Hollis v. Hil

232 F.3d 460 (2000)

Facts

P and D jointly founded First Financial USA, Inc. (FFUSA), a Nevada corporation. They marketed first lien mortgage notes and other non-security financial products. They also owned equal shares of a Texas broker-dealer, FFUI. D, a 50% owner of FFUSA, was a director and served as its president, and operated its Houston office. Hollis, a 50% owner of FFUSA, was a director and served as its vice president. Hollis operated its Melbourne, Florida office. FFUSA did very well financially and paid substantial salaries to P and D. In early December 1997, D began to complain that P was not carrying an equal share of the firm's workload. D stopped paying P's salary. P proposed mediation, relocating to Houston, placing a disinterested person on the board to break the deadlock, or exchanging his interest in FFUI for D's interest in FFUSA. D rejected all of the proposals. D proposed to buy P's interest in FFUSA in exchange for a ten-year, $1.5 million consultant agreement. P rejected the proposal. D threatened to close FFUI and establish his own broker/dealer business. D took FFUSA's annuity business and placed it into a sole proprietorship called 'Dan Hill d.b.a. First Financial U.S.A.' without telling P. D stopped sending FFUSA financial reports to P. D refused inspection of the books and records. D hired an attorney, and eventually, P and D reached an agreement.
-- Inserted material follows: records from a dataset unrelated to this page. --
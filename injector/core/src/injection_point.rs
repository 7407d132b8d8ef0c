use std::fmt;

/// A location in an HTML document at which script content is injected.
///
/// Variants are declared in resolution order so that directives derived from
/// an Ingress are always emitted in the same sequence, regardless of how its
/// annotations happen to be ordered.
#[derive(Copy, Clone, Debug, PartialEq, Eq, Hash, PartialOrd, Ord)]
pub enum InjectionPoint {
    HeadEnd,
    HeadStart,
    BodyStart,
    BodyEnd,
}

/// A single `sub_filter` directive produced for one injection point.
#[derive(Clone, Debug, PartialEq, Eq, Hash)]
pub struct Directive(String);

#[derive(Copy, Clone, Debug, PartialEq, Eq)]
enum Side {
    /// The script is placed before the anchor, e.g. `<script></head>`.
    Before,
    /// The script is placed after the anchor, e.g. `<body><script>`.
    After,
}

struct Template {
    name: &'static str,
    annotation: &'static str,
    anchor: &'static str,
    side: Side,
}

// Indexed by `InjectionPoint as usize`; must stay in declaration order.
const TEMPLATES: [Template; 4] = [
    Template {
        name: "head-end",
        annotation: "digitalist.cloud/add-script-head-end",
        anchor: "</head>",
        side: Side::Before,
    },
    Template {
        name: "head-start",
        annotation: "digitalist.cloud/add-script-head-start",
        anchor: "<head>",
        side: Side::After,
    },
    Template {
        name: "body-start",
        annotation: "digitalist.cloud/add-script-body-start",
        anchor: "<body>",
        side: Side::After,
    },
    Template {
        name: "body-end",
        annotation: "digitalist.cloud/add-script-body-end",
        anchor: "</body>",
        side: Side::Before,
    },
];

// === impl InjectionPoint ===

impl InjectionPoint {
    /// All injection points, in resolution order.
    pub const ALL: [Self; 4] = [
        Self::HeadEnd,
        Self::HeadStart,
        Self::BodyStart,
        Self::BodyEnd,
    ];

    #[inline]
    fn template(self) -> &'static Template {
        &TEMPLATES[self as usize]
    }

    /// The Ingress annotation whose value names this point's script source.
    pub fn annotation(self) -> &'static str {
        self.template().annotation
    }

    /// The HTML anchor the script is placed next to.
    pub fn anchor(self) -> &'static str {
        self.template().anchor
    }

    pub fn as_str(self) -> &'static str {
        self.template().name
    }

    /// Formats the `sub_filter` directive that places `script` next to this
    /// point's anchor, keeping the anchor itself in the output.
    pub fn directive(self, script: &str) -> Directive {
        let Template { anchor, side, .. } = self.template();
        let replacement = match side {
            Side::Before => format!("{script}{anchor}"),
            Side::After => format!("{anchor}{script}"),
        };
        Directive(format!("sub_filter '{anchor}' '{replacement}';"))
    }
}

impl fmt::Display for InjectionPoint {
    fn fmt(&self, f: &mut fmt::Formatter<'_>) -> fmt::Result {
        self.as_str().fmt(f)
    }
}

// === impl Directive ===

impl Directive {
    pub fn as_str(&self) -> &str {
        &self.0
    }
}

impl AsRef<str> for Directive {
    fn as_ref(&self) -> &str {
        &self.0
    }
}

impl fmt::Display for Directive {
    fn fmt(&self, f: &mut fmt::Formatter<'_>) -> fmt::Result {
        self.0.fmt(f)
    }
}
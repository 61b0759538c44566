use reqwest::StatusCode;
use thiserror::Error;

/// Enumerates the possible errors that can arise while talking to the Furtrack API.
///
/// Failures are surfaced to the immediate caller without retries or local
/// recovery of any kind.
#[derive(Error, Debug)]
pub enum FurtrackError {
    /// An error occurred during the network exchange itself, such as a DNS
    /// failure, a TLS handshake error or an interrupted body read.
    /// Wraps the underlying `reqwest::Error`.
    #[error("Connection Error")]
    ConnectionError(#[from] reqwest::Error),

    /// The server answered with a non-success HTTP status. The response body
    /// is not parsed as a success payload in this case.
    #[error("Furtrack returned status {status}")]
    RemoteStatus { status: StatusCode },

    /// The response body could not be deserialized as JSON.
    /// Wraps the underlying `serde_json::Error`.
    #[error("Error while deserializing JSON")]
    JsonDecodeFail(#[from] serde_json::Error),

    /// A post payload is missing a field required to derive its thumbnail URL.
    /// `field` indicates the name of the missing field.
    #[error("Post is missing an essential field {field}")]
    MissingField { field: &'static str },
}
//! Connection constants and user configuration for the Furtrack client.
//!
//! All of this is pure process-wide data: the API hosts, the reserved album
//! ids and the header set sent with every request unless the caller
//! overrides it through [`ClientConfig`] or
//! [`FurtrackClient::set_headers`](crate::FurtrackClient::set_headers).

use log::warn;
use once_cell::sync::Lazy;
use reqwest::header::{HeaderMap, HeaderName, HeaderValue};

/// Base URL of the Furtrack JSON API.
pub const API_BASE_URL: &str = "https://solar.furtrack.com";

/// Host serving the derived post thumbnails.
pub const THUMB_BASE_URL: &str = "https://orca2.furtrack.com";

/// Reserved album id addressing every post uploaded by a user.
pub const ALBUM_USER_POSTS: &str = "3";

/// Reserved album id addressing the posts a user has liked.
pub const ALBUM_LIKES: &str = "o";

pub(crate) const USER_AGENT: &str = concat!("Rust Furtrack Client/", env!("CARGO_PKG_VERSION"));

/// Headers attached to every request unless overridden by the caller.
pub const DEFAULT_HEADERS: &[(&str, &str)] = &[
    ("user-agent", USER_AGENT),
    ("accept", "application/json"),
    ("referer", "https://www.furtrack.com/"),
    ("origin", "https://www.furtrack.com"),
    ("accept-language", "en-US,en;q=0.9"),
];

pub(crate) static DEFAULT_HEADER_MAP: Lazy<HeaderMap> = Lazy::new(|| {
    let mut headers = HeaderMap::with_capacity(DEFAULT_HEADERS.len());
    merge_headers(&mut headers, DEFAULT_HEADERS.iter().map(|(k, v)| (*k, *v)));
    headers
});

/// Shallow-merges `extra` into `headers`.
///
/// New keys add, existing keys are overwritten and everything else persists
/// unchanged. Entries that are not valid HTTP header names or values are
/// skipped.
pub(crate) fn merge_headers<'a, I>(headers: &mut HeaderMap, extra: I)
where
    I: IntoIterator<Item = (&'a str, &'a str)>,
{
    for (name, value) in extra {
        match (
            HeaderName::from_bytes(name.as_bytes()),
            HeaderValue::from_str(value),
        ) {
            (Ok(name), Ok(value)) => {
                headers.insert(name, value);
            }
            _ => warn!("Skipping invalid header entry '{name}'"),
        }
    }
}

/// User configuration for a [`FurtrackClient`](crate::FurtrackClient).
#[derive(Debug, Clone)]
pub struct ClientConfig {
    /// API key enabling bearer authentication. `None` sends unauthenticated
    /// requests.
    pub api_key: Option<String>,
    /// Extra headers merged over [`DEFAULT_HEADERS`] once at construction.
    pub headers: Vec<(String, String)>,
    /// API base URL. Defaults to [`API_BASE_URL`]; point it at a local mock
    /// server for testing.
    pub base_url: String,
}

impl Default for ClientConfig {
    fn default() -> Self {
        Self {
            api_key: None,
            headers: Vec::new(),
            base_url: API_BASE_URL.to_string(),
        }
    }
}
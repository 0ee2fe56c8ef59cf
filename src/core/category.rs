// =============================================================================
// CATEGORY — Les étapes nommées du pipeline
// =============================================================================
//
// Une Category est un OBJET de la chaîne : une étape par laquelle passe
// chaque valeur avant d'atteindre la catégorie terminale.
//
// L'ensemble est FERMÉ et ORDONNÉ :
//
//   seed → soil → fertilizer → water → light → temperature → humidity → location
//   (base)                                                             (terminal)
//
// Le résolveur n'exploite pas cet ordre : seules l'appartenance et l'égalité
// comptent. L'ordre sert à l'affichage et à la validation.
//
// =============================================================================

use std::fmt;
use std::str::FromStr;

use serde::{Deserialize, Serialize};

/// Une étape du pipeline.
///
/// `Seed` est la catégorie de base, `Location` la seule catégorie terminale.
#[derive(Debug, Clone, Copy, PartialEq, Eq, Hash, PartialOrd, Ord, Serialize, Deserialize)]
#[serde(rename_all = "lowercase")]
pub enum Category {
    Seed,
    Soil,
    Fertilizer,
    Water,
    Light,
    Temperature,
    Humidity,
    Location,
}

impl Category {
    /// Catégorie de départ de toute trace
    pub const BASE: Category = Category::Seed;

    /// Catégorie d'arrêt de toute trace
    pub const TERMINAL: Category = Category::Location;

    /// Toutes les catégories, dans l'ordre du pipeline
    pub const ALL: [Category; 8] = [
        Category::Seed,
        Category::Soil,
        Category::Fertilizer,
        Category::Water,
        Category::Light,
        Category::Temperature,
        Category::Humidity,
        Category::Location,
    ];

    /// Nom tel qu'il apparaît dans les en-têtes `x-to-y map:`
    pub fn name(&self) -> &'static str {
        match self {
            Category::Seed => "seed",
            Category::Soil => "soil",
            Category::Fertilizer => "fertilizer",
            Category::Water => "water",
            Category::Light => "light",
            Category::Temperature => "temperature",
            Category::Humidity => "humidity",
            Category::Location => "location",
        }
    }

    /// Position dans le pipeline (0 pour `Seed`)
    pub fn index(&self) -> usize {
        *self as usize
    }

    pub fn is_terminal(&self) -> bool {
        *self == Category::TERMINAL
    }
}

impl fmt::Display for Category {
    fn fmt(&self, f: &mut fmt::Formatter<'_>) -> fmt::Result {
        write!(f, "{}", self.name())
    }
}

/// Nom de catégorie inconnu
#[derive(Debug, Clone, PartialEq, Eq, thiserror::Error)]
#[error("unknown category '{0}'")]
pub struct UnknownCategory(pub String);

impl FromStr for Category {
    type Err = UnknownCategory;

    fn from_str(s: &str) -> Result<Self, Self::Err> {
        Category::ALL
            .iter()
            .copied()
            .find(|c| c.name() == s)
            .ok_or_else(|| UnknownCategory(s.to_string()))
    }
}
D would acquire P's interest in FFUI and would draw a salary of $200,000 from FFUSA, and P would draw an annual salary of $120,000. D again stopped sending company reports to P and unilaterally undertook a number of measures he claims were intended to lower the firm's costs, including reducing officer salaries by 50%. D reduces his own annual salary to $80,000 and reduced P's salary to zero dollars. D cut off phone service in the Florida office and the lease for the Florida office was be terminated. Phone service and car leasing were cut off for P. D even terminated P’s wife.  P sued D alleging shareholder oppression. D then terminated P as vice-president and eliminated all of his company benefits. P continued as corporate secretary, board member, and 50% shareholder. D also made an unsuccessful 'capital call' on P. P also alleged a breach of fiduciary duty and sought to dissolve FFUSA. The court concluded that D's conduct was oppressive and ordered him to buy P's shares in FFUSA. D appealed.